Cosa deve dimostrare nel concreto? Quali prove vanno fornite? Ad esempio il contribuente potrebbe dimostrare che il pagamento dell’auto di lusso è state eseguito da parenti. Oppure che il reddito maggiore utilizzato per acquisto di beni e servizi derivi da una donazione o che sia stato utilizzato denaro accumulato e risparmiato nel corso degli anni.

Ovviamente il contribuente che non ha evaso il pagamento delle tasse e che è in regola può certamente difendersi dimostrando da dove derivi la disponibilità economica per l’acquisto e il mantenimento dell’auto o per l’acquisto della casa.

I redditi di cui il Fisco non è a conoscenza, infatti, potrebbero essere redditi esenti da imposizione fiscale, come quelli derivanti da un risarcimento danni, da una prestazione di invalidità, da una donazione da parte di familiari.

Potrebbero, essere, anche redditi con ritenuta alla fonte come eredità o vincite al gioco o, infine, derivare da una vendita di altri beni (un altro veicolo o un immobile).

Come funziona il redditometro dell’Agenzia delle Entrate per le auto?

Fino a qualche decennio fa l’automobile che si possedeva poteva essere davvero un sinonimo della propria situazione economica.
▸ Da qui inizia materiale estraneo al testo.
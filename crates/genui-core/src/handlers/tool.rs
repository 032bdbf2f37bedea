use serde_json::Value;
use tracing::debug;

use crate::errors::HandlerError;
use crate::event::StreamEvent;
use crate::handler::{EventHandler, HandlerContext, ToolSelection};
use crate::ui::Fragment;

/// Graph node that runs the selected tool.
pub const TOOLS_NODE: &str = "invoke_tools";

/// Replaces the loading tool component with its final rendering once the
/// tool returns.
#[derive(Clone, Debug)]
pub struct ToolInvocationHandler {
    node: String,
}

impl ToolInvocationHandler {
    pub fn for_node(node: impl Into<String>) -> Self {
        Self { node: node.into() }
    }
}

impl Default for ToolInvocationHandler {
    fn default() -> Self {
        Self::for_node(TOOLS_NODE)
    }
}

#[async_trait::async_trait]
impl EventHandler for ToolInvocationHandler {
    fn name(&self) -> &str {
        "tool_invocation"
    }

    async fn handle(&self, event: &StreamEvent, ctx: &mut HandlerContext) -> Result<(), HandlerError> {
        if !event.is_end_of(&self.node) {
            return Ok(());
        }
        let Some(output) = event.output_object() else {
            return Ok(());
        };
        let ToolSelection::Loading { kind, fragment } = ctx.tool else {
            return Ok(());
        };

        let result = output.get("tool_result").cloned().unwrap_or(Value::Null);
        ctx.ui.replace(fragment, Fragment::Tool(kind.finalize(result))).await;
        ctx.ui.close_fragment(fragment).await;
        ctx.tool = ToolSelection::Finalized { kind, fragment };
        debug!(run_id = %event.run_id, tool = %kind, %fragment, "tool component finalized");
        Ok(())
    }
}
use std::collections::HashSet;
use std::io::{self, Write};

use genui_core::{Fragment, FragmentId, UiUpdate};

/// Writes UI updates to a terminal as they arrive.
///
/// Streamed text is printed inline; each tool component rendering gets its
/// own line, so a tool shows a loading line followed by its final rendering.
pub struct Renderer<W: Write> {
    out: W,
    text_fragments: HashSet<FragmentId>,
    mid_line: bool,
}

impl<W: Write> Renderer<W> {
    pub fn new(out: W) -> Self {
        Self {
            out,
            text_fragments: HashSet::new(),
            mid_line: false,
        }
    }

    pub fn render(&mut self, update: &UiUpdate) -> io::Result<()> {
        match update {
            UiUpdate::Appended {
                fragment: Fragment::Tool(component),
                ..
            }
            | UiUpdate::Replaced {
                fragment: Fragment::Tool(component),
                ..
            } => {
                self.break_line()?;
                writeln!(self.out, "{component}")?;
            }
            UiUpdate::Appended {
                id,
                fragment: Fragment::StreamingText(text),
            } => {
                self.text_fragments.insert(*id);
                self.write_text(text)?;
            }
            UiUpdate::Replaced {
                fragment: Fragment::StreamingText(text),
                ..
            } => {
                self.break_line()?;
                self.write_text(text)?;
            }
            UiUpdate::TextDelta { text, .. } => self.write_text(text)?,
            UiUpdate::Closed { id } => {
                if self.text_fragments.remove(id) {
                    self.break_line()?;
                }
            }
        }
        self.out.flush()
    }

    /// Ends a dangling line of streamed text.
    pub fn finish(&mut self) -> io::Result<()> {
        self.break_line()?;
        self.out.flush()
    }

    #[cfg(test)]
    fn into_inner(self) -> W {
        self.out
    }

    fn write_text(&mut self, text: &str) -> io::Result<()> {
        if !text.is_empty() {
            write!(self.out, "{text}")?;
            self.mid_line = !text.ends_with('\n');
        }
        Ok(())
    }

    fn break_line(&mut self) -> io::Result<()> {
        if self.mid_line {
            writeln!(self.out)?;
            self.mid_line = false;
        }
        Ok(())
    }
}
/// Extract only the source blocks declaring the given symbols.
///
/// Blocks are found by scanning for declaration keywords and balancing
/// braces from there; two lines of leading context are kept for any doc
/// comment. Falls back to a plain prefix when nothing matches.
fn smart_chunk(content: &str, symbol_names: &[String], max_chars: usize) -> String {
    let lines: Vec<&str> = content.lines().collect();
    let mut out = String::new();

    for name in symbol_names {
        let needles = [
            format!("function {}", name),
            format!("class {}", name),
            format!("interface {}", name),
            format!("const {}", name),
            format!("export {}", name),
        ];

        let mut start = None;
        let mut end = None;
        let mut depth: i32 = 0;
        let mut inside = false;

        for (i, line) in lines.iter().enumerate() {
            if !inside && needles.iter().any(|n| line.contains(n.as_str())) {
                start = Some(i.saturating_sub(2));
                inside = true;
            }
            if inside {
                depth += line.matches('{').count() as i32;
                depth -= line.matches('}').count() as i32;
                if depth == 0 && line.contains('}') {
                    end = Some(i);
                    break;
                }
            }
        }

        if let (Some(start), Some(end)) = (start, end) {
            let block = lines[start..=end].join("\n");
            if out.len() + block.len() < max_chars {
                out.push_str(&block);
                out.push_str("\n\n");
            }
        }
    }

    if out.is_empty() {
        let mut cut = max_chars.min(content.len());
        while !content.is_char_boundary(cut) {
            cut -= 1;
        }
        out.push_str(&content[..cut]);
    }

    out.push_str(TRUNCATION_MARKER);
    out
}
//! Symbol and dependency extraction via tree-sitter
//!
//! One parse per file, one walk over the tree. The walk dispatches on node
//! kind to extractors for imports, exports, and the seven declaration kinds.
//! Per-declaration dependencies are the call-expression texts inside the
//! body; this is a name-only heuristic, not binding resolution.
//!
//! Relative import specifiers are resolved against the importing file's
//! directory by textual `..`-segment collapsing. There is no filesystem
//! existence check and no extension probing; bare specifiers are treated as
//! external and never enter `FileAnalysis::dependencies`.

use std::path::Path;

use tree_sitter::{Node, Tree};

use crate::error::{CtxError, Result};
use crate::lang::Lang;
use crate::schema::{ExportInfo, FileAnalysis, ImportInfo, Symbol, SymbolKind};

/// Parse source text with the grammar for `lang`
pub fn parse_source(file_path: &Path, source: &str, lang: Lang) -> Result<Tree> {
    let mut parser = tree_sitter::Parser::new();
    parser
        .set_language(&lang.tree_sitter_language())
        .map_err(|e| CtxError::ParseFailure {
            message: format!("Failed to set language for {}: {:?}", file_path.display(), e),
        })?;

    parser.parse(source, None).ok_or_else(|| CtxError::ParseFailure {
        message: format!("Failed to parse file: {}", file_path.display()),
    })
}

/// Analyze one file's source text into a [`FileAnalysis`].
///
/// Files whose extension is not a supported source language return
/// `UnsupportedLanguage`; callers treat those as opaque, not as failures.
pub fn analyze(file_path: &Path, source: &str) -> Result<FileAnalysis> {
    let lang = Lang::from_path(file_path)?;
    let tree = parse_source(file_path, source, lang)?;

    let path_str = file_path.to_string_lossy().replace('\\', "/");
    let mut ctx = ExtractCtx {
        file_path: path_str.clone(),
        source,
        symbols: Vec::new(),
        imports: Vec::new(),
        exports: Vec::new(),
        dependencies: Vec::new(),
        complexity: 0,
    };

    walk(tree.root_node(), &mut ctx);

    let lines_of_code = source
        .lines()
        .filter(|line| {
            let trimmed = line.trim();
            !trimmed.is_empty() && !trimmed.starts_with("//") && !trimmed.starts_with("/*")
        })
        .count();

    tracing::debug!(
        "Analyzed {}: {} symbols, {} imports, {} exports",
        path_str,
        ctx.symbols.len(),
        ctx.imports.len(),
        ctx.exports.len()
    );

    Ok(FileAnalysis {
        file_path: path_str,
        symbols: ctx.symbols,
        imports: ctx.imports,
        exports: ctx.exports,
        dependencies: ctx.dependencies,
        dependents: Vec::new(),
        complexity: ctx.complexity,
        lines_of_code,
    })
}

struct ExtractCtx<'a> {
    file_path: String,
    source: &'a str,
    symbols: Vec<Symbol>,
    imports: Vec<ImportInfo>,
    exports: Vec<ExportInfo>,
    dependencies: Vec<String>,
    complexity: usize,
}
Oggi, invece, grazie a finanziamenti e acquisti a rate, si può permettere un’auto di lusso chiunque abbia uno stipendio che dia sufficienti garanzie di rimborso delle rate.

Nonostante, però, acquistare un’auto costosa sia alla portata di tutti, il Fisco continua a considerare determinate categorie di veicoli come un elemento fondamentale per stabilire la ricchezza del contribuente. E sottoporlo, quindi, a un accertamento fiscale.

Ma come può essere possibile tutto questo? Grazie al redditometro, uno strumento attraverso il quale l’amministrazione tributaria ricostruisce i redditi in maniera matematica. Applica indici che presumono la ricchezza del contribuente e tra questi anche il possesso di determinate vetture.

Il redditometro prende in considerazione l’intestazione dei veicoli come indice di capacità reddituale e contributiva. L’automobile, quindi, rappresenta una ricchezza e pertanto il proprietario deve dimostrare la provenienza della ricchezza che ha utilizzato per comperarla se si tratta di un bene che non si può permettere.

Quando scatta il controllo con il redditometro per le automobili?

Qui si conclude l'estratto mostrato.